Employee Bonus
LeetCode 577 | Difficulty: Easyβ
EasyProblem Descriptionβ
Table: Employee
+-------------+---------+
| Column Name | Type |
+-------------+---------+
| empId | int |
| name | varchar |
| supervisor | int |
| salary | int |
+-------------+---------+
empId is the column with unique values for this table.
Each row of this table indicates the name and the ID of an employee in addition to their salary and the id of their manager.
Table: Bonus
+-------------+------+
| Column Name | Type |
+-------------+------+
| empId | int |
| bonus | int |
+-------------+------+
empId is the column of unique values for this table.
empId is a foreign key (reference column) to empId from the Employee table.
Each row of this table contains the id of an employee and their respective bonus.
Write a solution to report the name and bonus amount of each employee who satisfies either of the following:
- The employee has a bonus **less than** `1000`.
- The employee did not get any bonus.
Return the result table in any order.
The result format is in the following example.
Example 1:
Input:
Employee table:
+-------+--------+------------+--------+
| empId | name | supervisor | salary |
+-------+--------+------------+--------+
| 3 | Brad | null | 4000 |
| 1 | John | 3 | 1000 |
| 2 | Dan | 3 | 2000 |
| 4 | Thomas | 3 | 4000 |
+-------+--------+------------+--------+
Bonus table:
+-------+-------+
| empId | bonus |
+-------+-------+
| 2 | 500 |
| 4 | 2000 |
+-------+-------+
Output:
+------+-------+
| name | bonus |
+------+-------+
| Brad | null |
| John | null |
| Dan | 500 |
+------+-------+
Topics: Database
Approachβ
Direct Approachβ
This problem can typically be solved with straightforward iteration or simple data structure usage.
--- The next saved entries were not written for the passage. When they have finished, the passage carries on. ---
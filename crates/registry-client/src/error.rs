//! Registry client error types.

pub type BoxError = Box<dyn std::error::Error + Send + Sync + 'static>;

/// Errors from registry operations.
///
/// Each variant names the operation and, where there is one, the wallet or
/// hash it targeted. Underlying causes are reachable through `source()`.
#[derive(Debug, thiserror::Error)]
pub enum RegistryError {
    /// No usable session token. The request never reached the network.
    #[error("{operation}: not signed in")]
    AuthMissing {
        operation: &'static str,
        source: BoxError,
    },
    /// The local wallet address could not be resolved.
    #[error("{operation}: cannot resolve local wallet")]
    Wallet {
        operation: &'static str,
        source: BoxError,
    },
    /// The metahash could not be derived from the content hash.
    #[error("{operation} {target}: unable to hash asset")]
    Hash {
        operation: &'static str,
        target: String,
        source: BoxError,
    },
    /// Connection, TLS or timeout failure.
    #[error("{operation} {target}: request could not be sent")]
    Transport {
        operation: &'static str,
        target: String,
        source: reqwest::Error,
    },
    /// The registry answered with an unexpected status.
    #[error("{operation} {target}: request failed: {message} ({status})")]
    Rejected {
        operation: &'static str,
        target: String,
        message: String,
        status: i64,
        http_status: u16,
    },
    /// A success response whose body did not decode.
    #[error("{operation} {target}: malformed response")]
    Decode {
        operation: &'static str,
        target: String,
        source: reqwest::Error,
    },
    #[error("failed to build HTTP client")]
    Client(#[source] reqwest::Error),
}

impl RegistryError {
    pub fn is_auth_missing(&self) -> bool {
        matches!(self, RegistryError::AuthMissing { .. })
    }
}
Focus on correctness first, then optimize.
When to use
Basic problems that test fundamental programming skills.
Solutionsβ
Solution 1: MySQL (Best: 172 ms)β
| Metric | Value |
|---|---|
| Runtime | 172 ms |
| Memory | N/A |
| Date | 2018-05-08 |
Solution
# Write your MySQL query statement below
select A.name , B.bonus from Employee A left outer join Bonus B
on A.empid = B.empid
WHERE B.bonus < 1000 OR B.bonus is null
Complexity Analysisβ
| Approach | Time | Space |
|---|---|---|
| Solution | $O(n)$ | $O(1) to O(n)$ |
Interview Tipsβ
Key Points
- Start by clarifying edge cases: empty input, single element, all duplicates.
- LeetCode provides 2 hint(s) for this problem β try solving without them first.
π‘ Hints
Hint 1: If the EmpId in table Employee has no match in table Bonus, we consider that the corresponding bonus is null and null is smaller than 1000.
Hint 2: Inner join is the default join, we can solve the mismatching problem by using outer join.